鄭宇琦
我們不是音樂家,也不是詩人,無法給后世留下圣潔的饋贈,但一個平凡人在俗世中若能懷揣本心,不被俗世所染,他心底的河流便能映出水月山川——他則不失為一個圣者……
法國一位詩人說:我們生活在一個“起風了”的年代,俗世浮華,多為名利紛爭所擾。但總有人立于塵世之中,任生活中的“零碎”如風般自然而來,又似云般自然而散,活得樸實自然。
歐洲的音樂來源于大自然——阿爾卑斯山腳下,萊茵湖河畔。秋庭憐子在音樂上擁有極高的造詣,她是世界級的女高音歌唱家。然而,在每場音樂會的前一天,她都會去做一次森林浴——一個人漫步在森林中,聽鳥鳴,呼吸著充滿泥土氣息的空氣,感受日光通過葉隙灑在自己身上,將自己融入自然。那一曲《奇異恩典》讓每一位聽眾都感到放松釋然,喚起人心本初與自然的親切感——天籟讓音樂與自己回歸自然,從而凈化他人的魂靈。
陶淵明曾在山間小路上吟唱“富貴非吾愿,帝鄉(xiāng)不可期”,他愿意在終南山下采菊種豆,伴月與飛鳥相還,只為了不違背自己初衷本真。遺世而獨立,他在自然中活得樸實,不被塵世所染。而他的這一舉措又影響了后世歸隱之人在亂世之中不失本色,活得從容……

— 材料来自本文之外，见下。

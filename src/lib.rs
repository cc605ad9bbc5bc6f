//! # sensorbox
//!
//! Hierarchical, self-describing containers for robotics sensor data.
//!
//! A container holds indexed frames (`/data/<n>`), label dictionaries
//! (`/label/<tag>`) and common groups (`/<tag>`). Records are written
//! into those groups through a closed set of typed kinds: images, point
//! clouds, voxel grids, poses, camera intrinsics, semantic labels and
//! scalar values. Every record is validated against its kind's
//! shape/dtype contract before anything is written.
//!
//! ## Modules
//!
//! - [`util`] - Basic types (element types, shapes, arrays, errors)
//! - [`core`] - The `Store` capability trait, group handles, attributes
//! - [`schema`] - Record kinds, storage contracts and reserved names
//! - [`codec`] - One encoder per record kind
//! - [`container`] - Frame/label/common addressing and finalize
//! - [`store`] - In-memory and file-backed stores
//!
//! ## Example
//!
//! ```no_run
//! use sensorbox::codec::{Image, ImageEncoding, LabelEntry, Pose, Stamp};
//! use sensorbox::{Container, NdArray};
//!
//! # fn main() -> sensorbox::Result<()> {
//! let mut container = Container::create("drive.sbox")?;
//!
//! let depth = NdArray::from_vec((2, 2), vec![1.0f32, 1.5, 2.0, 2.5])?;
//! let mut frame = container.next_frame()?;
//! frame.write("depth", &Image::new(ImageEncoding::Depth, depth, "cam").with_stamp(Stamp::new(5, 0)))?;
//! frame.write("odom", &Pose::new([0.0f64, 0.0, 1.0], [0.0f64, 0.0, 0.0, 1.0], "map", "base"))?;
//!
//! LabelEntry::new(1, "road", [128u8, 64, 128]).write_to(&mut container.label_group("cityscapes")?)?;
//! container.finalize()?;
//! # Ok(())
//! # }
//! ```

pub mod codec;
pub mod container;
pub mod core;
pub mod schema;
pub mod store;
pub mod util;

// Re-export commonly used types
pub use codec::{Encode, Record, Stamp};
pub use container::{Container, ContainerOptions, Mode};
pub use core::{Group, Store};
pub use schema::RecordKind;
pub use store::{FileStore, MemStore};
pub use util::{Error, NdArray, Result};

/// Prelude module for convenient imports
pub mod prelude {
    pub use crate::codec::*;
    pub use crate::container::{Container, ContainerOptions, Mode};
    pub use crate::core::{AttrValue, Attributes, Group, Store};
    pub use crate::schema::RecordKind;
    pub use crate::store::{FileStore, MemStore};
    pub use crate::util::{Error, NdArray, Result, Shape};
}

《水經注》橫空出世,酈道元關于石鐘山的由來卻寫得有點簡陋。蘇軾貶于黃州卻仍有一顆從容之心寄情自然山水,夜月泛舟聞大聲發(fā)于水上,雖心驚欲還,但更明白了自然之妙趣。他身在官場,時運不濟,但他活得從容活得自然,所以穿越時光與酈道元達成了共識。